De la nation, Jésus ne s'embarrassait guère; il la laissait à Caïphe. Il savait qu'elle n'était que le reflet des valeurs individuelles qui la composent, et que sa conversion ne pouvait avoir lieu qu'après celle de ces dites valeurs. Si l'individu accepte la loi pour lui-même, elle sera manifestée par la conduite de la nation. Mais c'est un fait que le particulier n'agit pas de la sorte. Tout au plus se contente-t-il d'accepter certaines bornes qui lui paraissent nécessaires à la stabilité de l'ordre social. Mais si, comme individu, il peut s'en défaire dans les limites de la loi, il n'y manque pas en général. Ce qui revient donc à dire qu'il n'applique pas rigoureusement la loi à lui-même. Max Nordau déclare: "Un homme vole une montre d'or: vite le voici en prison." Mais le juge et le jury n'ont-ils pas volé plusieurs montres d'or le matin même par une transaction légale à la Bourse? Jésus-Christ, avec une sagesse qui dépassait celle des hommes, s'est exclamé: "Vous avez entendu qu'il a été dit: 'Tu ne commettras point d'adultère.' Mais moi, je vous dis: Quiconque regarde une femme pour la convoiter, a déjà commis l'adultère avec elle dans son cœur."

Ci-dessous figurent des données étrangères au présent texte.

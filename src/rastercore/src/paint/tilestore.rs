// This file is part of rastercore.
// Copyright (C) 2024 the rastercore authors
//
// rastercore is free software: you can redistribute it and/or modify
// it under the terms of the GNU General Public License as published by
// the Free Software Foundation, either version 3 of the License, or
// (at your option) any later version.
//
// rastercore is distributed in the hope that it will be useful,
// but WITHOUT ANY WARRANTY; without even the implied warranty of
// MERCHANTABILITY or FITNESS FOR A PARTICULAR PURPOSE.  See the
// GNU General Public License for more details.
//
// You should have received a copy of the GNU General Public License
// along with rastercore.  If not, see <https://www.gnu.org/licenses/>.


use std::sync::Arc;

use super::color::MAX_CHANNELS;
use super::rectiter::{RowIterator, RowIteratorMut};
use super::tile::{Tile, TileData, TILE_SIZE, TILE_SIZEI};
use super::{Rectangle, Size};
use crate::{RasterError, Result};

/// Largest width or height of a tile store
pub const MAX_DIMENSION: u32 = 262_144;

/// A grid of copy-on-write tiles covering a `width × height` surface.
///
/// Tiles are 64×64 pixels, except on the right and bottom edges where
/// they are cut to the remaining size. Unallocated tiles read as zero.
#[derive(Clone, Debug)]
pub struct TileStore {
    width: u32,
    height: u32,
    bpp: u32,
    tiles: Vec<Tile>,
}

impl TileStore {
    pub fn new(width: u32, height: u32, bpp: u32) -> Result<TileStore> {
        if width == 0
            || height == 0
            || width > MAX_DIMENSION
            || height > MAX_DIMENSION
            || bpp == 0
            || bpp as usize > MAX_CHANNELS
        {
            return Err(RasterError::InvalidDimensions);
        }
        let count = Tile::div_up(width) as usize * Tile::div_up(height) as usize;
        Ok(TileStore {
            width,
            height,
            bpp,
            tiles: vec![Tile::Blank; count],
        })
    }

    /// Build a tile store from a packed pixel buffer (rowstride = width * bpp)
    pub fn from_pixels(width: u32, height: u32, bpp: u32, pixels: &[u8]) -> Result<TileStore> {
        let mut store = TileStore::new(width, height, bpp)?;
        store.write_pixels(&store.bounds(), pixels)?;
        Ok(store)
    }

    pub fn width(&self) -> u32 {
        self.width
    }

    pub fn height(&self) -> u32 {
        self.height
    }

    pub fn bpp(&self) -> u32 {
        self.bpp
    }

    pub fn size(&self) -> Size {
        Size::new(self.width as i32, self.height as i32)
    }

    pub fn bounds(&self) -> Rectangle {
        Rectangle::new(0, 0, self.width as i32, self.height as i32)
    }

    pub fn cols(&self) -> u32 {
        Tile::div_up(self.width)
    }

    pub fn rows(&self) -> u32 {
        Tile::div_up(self.height)
    }

    pub fn tile_count(&self) -> usize {
        self.tiles.len()
    }

    pub fn index(&self, col: u32, row: u32) -> usize {
        debug_assert!(col < self.cols() && row < self.rows());
        (row * self.cols() + col) as usize
    }

    /// Dimensions of the tile at the given grid position
    pub fn tile_dims(&self, col: u32, row: u32) -> (u32, u32) {
        (
            TILE_SIZE.min(self.width - col * TILE_SIZE),
            TILE_SIZE.min(self.height - row * TILE_SIZE),
        )
    }

    pub fn tile_dims_at_index(&self, index: usize) -> (u32, u32) {
        let cols = self.cols() as usize;
        self.tile_dims((index % cols) as u32, (index / cols) as u32)
    }

    /// Area covered by the tile at the given grid position
    pub fn tile_rect(&self, col: u32, row: u32) -> Rectangle {
        let (w, h) = self.tile_dims(col, row);
        Rectangle::new(
            (col * TILE_SIZE) as i32,
            (row * TILE_SIZE) as i32,
            w as i32,
            h as i32,
        )
    }

    /// Byte length of the tile at the given grid position
    pub fn tile_bytes(&self, index: usize) -> usize {
        let (w, h) = self.tile_dims_at_index(index);
        (w * h * self.bpp) as usize
    }

    /// Get read access to a tile
    pub fn tile(&self, col: u32, row: u32) -> &Tile {
        &self.tiles[self.index(col, row)]
    }

    pub fn tile_at_index(&self, index: usize) -> &Tile {
        &self.tiles[index]
    }

    pub fn tiles(&self) -> &[Tile] {
        &self.tiles
    }

    /// Get write access to a tile.
    ///
    /// A blank tile is allocated and a tile whose content is shared with
    /// another store is privatized first.
    pub fn tile_mut(&mut self, col: u32, row: u32) -> &mut TileData {
        let index = self.index(col, row);
        self.tile_mut_at_index(index)
    }

    pub fn tile_mut_at_index(&mut self, index: usize) -> &mut TileData {
        let (w, h) = self.tile_dims_at_index(index);
        let bpp = self.bpp;
        let tile = &mut self.tiles[index];
        if let Tile::Blank = tile {
            *tile = Tile::Bitmap(Arc::new(TileData::new(w, h, bpp)));
        }
        match tile {
            Tile::Bitmap(td) => Arc::make_mut(td),
            Tile::Blank => unreachable!(),
        }
    }

    /// Make the tile slot at `index` another reference to the given tile.
    ///
    /// The source tile's dimensions must match the slot's.
    pub fn map(&mut self, index: usize, source: &Tile) -> Result<()> {
        if index >= self.tiles.len() {
            return Err(RasterError::NotFound);
        }
        if let Tile::Bitmap(td) = source {
            let (w, h) = self.tile_dims_at_index(index);
            if td.width() != w || td.height() != h || td.bpp() != self.bpp {
                return Err(RasterError::DimensionMismatch);
            }
        }
        self.tiles[index] = source.clone();
        Ok(())
    }

    /// Replace a tile slot with newly loaded content
    pub fn replace_tile(&mut self, index: usize, data: TileData) -> Result<()> {
        self.map(index, &Tile::Bitmap(Arc::new(data)))
    }

    pub fn share_count(&self, index: usize) -> usize {
        self.tiles[index].share_count()
    }

    /// Read a single pixel. The returned slice is `bpp` bytes long.
    pub fn pixel_at(&self, x: u32, y: u32) -> &[u8] {
        debug_assert!(x < self.width && y < self.height);
        let index = self.index(x / TILE_SIZE, y / TILE_SIZE);
        let (tw, _) = self.tile_dims_at_index(index);
        let offset = (((y % TILE_SIZE) * tw + x % TILE_SIZE) * self.bpp) as usize;
        let len = self.tile_bytes(index);
        &self.tiles[index].bytes(len)[offset..offset + self.bpp as usize]
    }

    pub fn set_pixel_at(&mut self, x: u32, y: u32, pixel: &[u8]) {
        debug_assert!(x < self.width && y < self.height);
        debug_assert_eq!(pixel.len(), self.bpp as usize);
        let bpp = self.bpp;
        let td = self.tile_mut(x / TILE_SIZE, y / TILE_SIZE);
        let offset = (((y % TILE_SIZE) * td.width() + x % TILE_SIZE) * bpp) as usize;
        td.pixels_mut()[offset..offset + bpp as usize].copy_from_slice(pixel);
    }

    /// Fill the whole store with a single pixel value.
    ///
    /// Filling with zero releases all tiles. Otherwise tiles of equal
    /// size share the same content.
    pub fn fill(&mut self, pixel: &[u8]) {
        debug_assert_eq!(pixel.len(), self.bpp as usize);
        if pixel.iter().all(|&b| b == 0) {
            self.clear();
            return;
        }

        let mut shared: Vec<Arc<TileData>> = Vec::new();
        for index in 0..self.tiles.len() {
            let (w, h) = self.tile_dims_at_index(index);
            let td = match shared.iter().find(|t| t.width() == w && t.height() == h) {
                Some(t) => t.clone(),
                None => {
                    let mut td = TileData::new(w, h, self.bpp);
                    td.fill(pixel);
                    let td = Arc::new(td);
                    shared.push(td.clone());
                    td
                }
            };
            self.tiles[index] = Tile::Bitmap(td);
        }
    }

    /// Release all tiles
    pub fn clear(&mut self) {
        self.tiles.iter_mut().for_each(|t| *t = Tile::Blank);
    }

    /// Check if every pixel of this store is zero
    pub fn is_blank(&self) -> bool {
        self.tiles.iter().all(Tile::is_blank)
    }

    /// Number of allocated tiles
    pub fn allocated_tiles(&self) -> usize {
        self.tiles
            .iter()
            .filter(|t| matches!(t, Tile::Bitmap(_)))
            .count()
    }

    /// Copy pixels of the given rectangle into a packed buffer
    pub fn to_pixels(&self, rect: &Rectangle) -> Result<Vec<u8>> {
        if !rect.in_bounds(self.size()) {
            return Err(RasterError::InvalidDimensions);
        }
        let bpp = self.bpp as usize;
        let mut pixels = vec![0u8; rect.area() * bpp];

        for (col, row) in self.tiles_in(rect) {
            let tile = self.tile(col, row);
            if let Tile::Blank = tile {
                continue;
            }
            let tilerect = self.tile_rect(col, row);
            let area = rect.intersected(&tilerect).unwrap_or(tilerect);
            let src = tile.rows(
                tilerect.w as usize * bpp,
                bpp,
                &area.offset(-tilerect.x, -tilerect.y),
            );
            let dest = RowIteratorMut::from_rectangle(
                &mut pixels,
                rect.w as usize * bpp,
                bpp,
                &area.offset(-rect.x, -rect.y),
            );
            dest.zip(src).for_each(|(d, s)| d.copy_from_slice(s));
        }

        Ok(pixels)
    }

    /// Write a packed pixel buffer into the given rectangle
    pub fn write_pixels(&mut self, rect: &Rectangle, pixels: &[u8]) -> Result<()> {
        if !rect.in_bounds(self.size()) {
            return Err(RasterError::InvalidDimensions);
        }
        let bpp = self.bpp as usize;
        if pixels.len() != rect.area() * bpp {
            return Err(RasterError::DimensionMismatch);
        }

        for (col, row) in self.tiles_in(rect) {
            let tilerect = self.tile_rect(col, row);
            let area = rect.intersected(&tilerect).unwrap_or(tilerect);
            let src = RowIterator::from_rectangle(
                pixels,
                rect.w as usize * bpp,
                bpp,
                &area.offset(-rect.x, -rect.y),
            );
            self.tile_mut(col, row)
                .rows_mut(&area.offset(-tilerect.x, -tilerect.y))
                .zip(src)
                .for_each(|(d, s)| d.copy_from_slice(s));
        }
        Ok(())
    }

    /// Grid positions of the tiles touched by the given rectangle
    fn tiles_in(&self, rect: &Rectangle) -> impl Iterator<Item = (u32, u32)> {
        let c0 = (rect.x / TILE_SIZEI) as u32;
        let c1 = (rect.right() / TILE_SIZEI) as u32;
        let r0 = (rect.y / TILE_SIZEI) as u32;
        let r1 = (rect.bottom() / TILE_SIZEI) as u32;
        (r0..=r1).flat_map(move |row| (c0..=c1).map(move |col| (col, row)))
    }

    /// Change the size of this store.
    ///
    /// The old content is moved by (dx, dy). Content that falls outside the
    /// new bounds is discarded and newly exposed area is zero.
    /// Whole tiles that land on an identically sized tile slot are shared
    /// rather than copied.
    pub fn resize(&mut self, width: u32, height: u32, dx: i32, dy: i32) -> Result<()> {
        let mut resized = TileStore::new(width, height, self.bpp)?;
        let new_size = resized.size();

        for (index, tile) in self.tiles.iter().enumerate() {
            let td = match tile {
                Tile::Bitmap(td) => td,
                Tile::Blank => continue,
            };
            let cols = self.cols() as usize;
            let source_rect = self.tile_rect((index % cols) as u32, (index / cols) as u32);
            let target_rect = source_rect.offset(dx, dy);
            let cropped = match target_rect.cropped(new_size) {
                Some(r) => r,
                None => continue,
            };

            for (col, row) in resized.tiles_in(&cropped) {
                let dest_rect = resized.tile_rect(col, row);
                if dest_rect == target_rect {
                    let i = resized.index(col, row);
                    resized.tiles[i] = tile.clone();
                    continue;
                }
                let subrect = match dest_rect.intersected(&target_rect) {
                    Some(r) => r,
                    None => continue,
                };
                let src = td.rows(&subrect.offset(-target_rect.x, -target_rect.y));
                resized
                    .tile_mut(col, row)
                    .rows_mut(&subrect.offset(-dest_rect.x, -dest_rect.y))
                    .zip(src)
                    .for_each(|(d, s)| d.copy_from_slice(s));
            }
        }

        *self = resized;
        Ok(())
    }
}

impl PartialEq for TileStore {
    fn eq(&self, other: &TileStore) -> bool {
        self.width == other.width
            && self.height == other.height
            && self.bpp == other.bpp
            && self.tiles == other.tiles
    }
}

Il est parfaitement ridicule de supposer que les nations vont se réformer avant qu'une majorité suffisante des individus qui les composent se réforment eux-mêmes. Elles peuvent chercher à restreindre les guerres parce que celles-ci présentent, outre des massacres, des notes trop coûteuses, et que les sciences naturelles rapprochent des non-combattants les dangers du champ de bataille. Mais il ne faut pas plus voir ici la conversion des nations qu'il ne faut mesurer la victoire sur la sensualité par la présence, dans les codes, de lois sur le divorce. Il importe de ne voir dans toutes ces restrictions que l'effort fait pour stabiliser le système social sur une base matérielle, et tant que la base sera matérielle elle restera en dehors de la loi spirituelle. C'est pourquoi St. Paul écrivait à l'Église de Rome: "Car je prends plaisir à la loi de Dieu, selon l'homme intérieur; mais je vois dans mes membres une autre loi qui combat contre la loi de mon entendement, et qui me rend captif de la loi du péché, qui est dans mes membres."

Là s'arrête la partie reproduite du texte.